Transiciones || Por Víctor Alejandro Espinoza

Desde hace tiempo hay una discusión pública acerca de la conveniencia o no de la existencia de múltiples partidos políticos para que funcione mejor una democracia. Desde quienes piensan que no debe haber límite en el número y que entre más existan es mejor porque todos los sectores de la sociedad se encuentran representados; pasando por quienes sostienen que 5 a 7 partidos políticos fuertes, institucionalizados, es el ideal; hasta quienes se manifiestan por la existencia de dos o tres partidos bajo el argumento de que son muy caros y no sirven para nada.

Desde mi punto de vista, lo ideal es un sistema de partidos políticos cohesionados, institucionalizados, con fuerte identidades políticas y sociales. Por el momento no me intereso en debatir sobre el número. Agrego que los partidos son imprescindibles en las democracias consolidadas. No hay democracia sin partidos políticos; pues son sistemas de representación de los intereses ciudadanos. Pero hoy enfrentan una severa crisis que tiene dos aristas: existe un fuerte desafecto ciudadano sobre las instituciones políticas partidistas y éstas ahondan el problema al haber diluido sus identidades políticas y sociales.

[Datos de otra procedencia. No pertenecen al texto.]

/*
 * Copyright (c) 2023.
 *
 * This software is free software;
 *
 * You can redistribute it or modify it under terms of the MIT, Apache License or Zlib license
 */

//! Pipeline information
//!
//! This is what a downstream consumer needs to know about the output
//! before any pixel is decoded: which indexes exist, how they map to
//! physical space and how samples are stored.

use zune_core::bit_depth::BitDepth;
use zune_core::colorspace::ColorSpace;

/// Inclusive index bounds `[x_min, x_max, y_min, y_max, z_min, z_max]`
#[derive(Copy, Clone, Debug, Eq, PartialEq, Hash)]
pub struct Extent([i32; 6]);

impl Extent {
    pub const fn new(extent: [i32; 6]) -> Extent {
        Extent(extent)
    }

    /// Extent of a single `width`x`height` plane at `z`
    pub fn from_dimensions(width: usize, height: usize, z: i32) -> Extent {
        Extent([0, width as i32 - 1, 0, height as i32 - 1, z, z])
    }

    pub const fn as_array(&self) -> [i32; 6] {
        self.0
    }

    pub const fn x(&self) -> (i32, i32) {
        (self.0[0], self.0[1])
    }
    pub const fn y(&self) -> (i32, i32) {
        (self.0[2], self.0[3])
    }
    pub const fn z(&self) -> (i32, i32) {
        (self.0[4], self.0[5])
    }

    /// Number of indexes along each axis, zero for an empty axis
    pub fn dimensions(&self) -> (usize, usize, usize) {
        let axis = |min: i32, max: i32| -> usize {
            if max < min {
                0
            } else {
                (i64::from(max) - i64::from(min) + 1) as usize
            }
        };
        (
            axis(self.0[0], self.0[1]),
            axis(self.0[2], self.0[3]),
            axis(self.0[4], self.0[5])
        )
    }

    pub fn is_empty(&self) -> bool {
        self.number_of_points() == 0
    }

    pub fn number_of_points(&self) -> usize {
        let (nx, ny, nz) = self.dimensions();
        nx * ny * nz
    }

    /// Whether `other` lies completely inside this extent
    pub fn contains(&self, other: &Extent) -> bool {
        let (a, b) = (self.0, other.0);

        (0..3).all(|axis| a[2 * axis] <= b[2 * axis] && b[2 * axis + 1] <= a[2 * axis + 1])
    }
}

impl From<[i32; 6]> for Extent {
    fn from(value: [i32; 6]) -> Self {
        Extent(value)
    }
}

/// Storage type of a single sample in the output
#[derive(Copy, Clone, Debug, Eq, PartialEq, Hash)]
pub enum ScalarType {
    U8,
    U16
}

impl ScalarType {
    pub const fn size_of(self) -> usize {
        match self {
            ScalarType::U8 => 1,
            ScalarType::U16 => 2
        }
    }

    pub const fn bit_depth(self) -> BitDepth {
        match self {
            ScalarType::U8 => BitDepth::Eight,
            ScalarType::U16 => BitDepth::Sixteen
        }
    }
}

/// Colour type as stored in the file, before expansion
#[derive(Copy, Clone, Debug, Eq, PartialEq, Hash)]
pub enum SourceColor {
    Grayscale,
    GrayscaleAlpha,
    Rgb,
    Rgba,
    Indexed
}

impl From<png::ColorType> for SourceColor {
    fn from(value: png::ColorType) -> Self {
        match value {
            png::ColorType::Grayscale => SourceColor::Grayscale,
            png::ColorType::GrayscaleAlpha => SourceColor::GrayscaleAlpha,
            png::ColorType::Rgb => SourceColor::Rgb,
            png::ColorType::Rgba => SourceColor::Rgba,
            png::ColorType::Indexed => SourceColor::Indexed
        }
    }
}

/// Everything known about the output before decoding pixels
#[derive(Clone, Debug, PartialEq)]
pub struct ImageInformation {
    pub(crate) whole_extent:      Extent,
    pub(crate) spacing:           [f64; 3],
    pub(crate) origin:            [f64; 3],
    pub(crate) scalar_type:       ScalarType,
    pub(crate) components:        usize,
    pub(crate) source_depth:      u8,
    pub(crate) source_color:      SourceColor,
    pub(crate) interlaced:        bool,
    pub(crate) gamma:             Option<f32>,
    pub(crate) spacing_from_file: bool
}

impl ImageInformation {
    pub const fn whole_extent(&self) -> Extent {
        self.whole_extent
    }
    /// Width and height of a single slice
    pub fn dimensions(&self) -> (usize, usize) {
        let (nx, ny, _) = self.whole_extent.dimensions();
        (nx, ny)
    }
    /// Number of z slices the inputs provide
    pub fn number_of_slices(&self) -> usize {
        self.whole_extent.dimensions().2
    }
    pub const fn spacing(&self) -> [f64; 3] {
        self.spacing
    }
    pub const fn origin(&self) -> [f64; 3] {
        self.origin
    }
    pub const fn scalar_type(&self) -> ScalarType {
        self.scalar_type
    }
    pub const fn depth(&self) -> BitDepth {
        self.scalar_type.bit_depth()
    }
    pub const fn number_of_components(&self) -> usize {
        self.components
    }
    /// Colorspace of the decoded samples
    pub fn colorspace(&self) -> ColorSpace {
        match self.components {
            1 => ColorSpace::Luma,
            2 => ColorSpace::LumaA,
            3 => ColorSpace::RGB,
            4 => ColorSpace::RGBA,
            _ => ColorSpace::Unknown
        }
    }
    /// Bit depth stored in the file, may be 1, 2, 4, 8 or 16
    pub const fn source_depth(&self) -> u8 {
        self.source_depth
    }
    pub const fn source_color(&self) -> SourceColor {
        self.source_color
    }
    pub const fn is_interlaced(&self) -> bool {
        self.interlaced
    }
    /// Value of the `gAMA` chunk if present. It is reported, never applied
    pub const fn gamma(&self) -> Option<f32> {
        self.gamma
    }
    /// Whether spacing came from the file's `pHYs` chunk
    pub const fn spacing_from_file(&self) -> bool {
        self.spacing_from_file
    }
}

La paradoja profunda de los partidos es que su objetivo principal es ganar elecciones y obtener cargos públicos. Para lograrlo, diluyeron sus identidades, es decir, dejaron de ser un referente para determinados grupos o sectores sociales. No representan a éstos; en su discurso se desdibujaron los referentes a clases o grupos sociales. Ahora, hablan a nombre de toda la sociedad; se dicen incluyentes, “partidos saco”, todo les cabe. Por ello, todos los partidos políticos coinciden en el centro del espectro ideológico. La prioridad es obtener votos.

Esto hace realidad lo que es un dicho común: “todos son iguales”, no son distinguibles para el grueso de los ciudadanos. Además, con las fronteras ideológicas diluidas, los miembros o militantes de los partidos saltan de uno a otro sin ningún rubor. Al perder su partido una elección, reaparecen con los colores partidistas de sus otrora adversarios. “Chapulines”, les llaman. Ello contribuye a la desafección ciudadana y a una visión muy negativa del quehacer político.

Todos los partidos políticos mexicanos se encuentran inmersos en esta dinámica. PRI, PAN y PRD desde la oposición, se alían y se mimetizan. Hoy son muy semejantes y postulan a candidatos comunes. Quien más perdió identidad fue el PRD, pues en sus inicios se identificó como un partido de izquierda. Y de eso, nada queda. Lo que los hermana es su talante reaccionario, en el sentido que solo reaccionan ante el programa de gobierno de Andrés Manuel López Obrador. No tienen propuesta alguna, solo  cuestionar cada una de las propuestas presidenciales. Y así les ha ido.

Morena padece todos los problemas de su origen y de un crecimiento explosivo. Fundado el 10 de julio de 2014, en tan solo cuatro años ganó el cargo máximo de nuestro sistema político: la Presidencia de la República. Pero más que un partido, Morena es un frente político conformado por diversos grupos y corrientes políticas. Después de la crisis del PRD, Morena se conformó para arropar la candidatura de AMLO a la presidencia de la República. Para lograrlo, le abrió la puerta a todo tipo de personas y personajes. Eso explica la llegada de arribistas que calcularon que el liderazgo de AMLO era una oportunidad para hacerse de un cargo. Los casos más emblemáticos sin duda son los de la senadora Lilly Téllez y del ex diputado Sergio Mayer Bretón. Una vez obtenidos los cargos emergieron sus posiciones ultraconservadoras que tanto han dañado la imagen y la percepción de auténticos luchadores y militantes comprometidos con un proyecto de transformación social.

Morena hoy tiene un enorme reto a corto y mediano plazo. Debe revisar su estructura y su militancia. Pero, además, sus procesos de designación de candidatos que tanto desprestigio le ha causado. Y ello pasa por definir un rumbo ideológico claramente de izquierda. Tiene que ser el partido de la izquierda democrática. No hay más. Pueden coexistir posturas y corrientes. Pero no deben tener cabida aquellas posiciones antagónicas con un proyecto de izquierda. Nunca más una candidata como Lilly Téllez. Quienes asuman cargos de representación política o se integren a los gobiernos de Morena tienen que reivindicar posiciones de izquierda. Hoy veo a muchos funcionarios que nunca en su vida se han cuestionado sus principios ideológicos y han sido funcionarios de gobiernos priistas, panistas o perredistas. Claro que se vale haberlo hecho en el pasado; lo que no puede ser es que sigan comulgando con las ideas y políticas reaccionarias de esos partidos. El camino es convertirse en un partido progresista y dejar de ser igual que los otros. Si no lo hacen se irán por donde vinieron.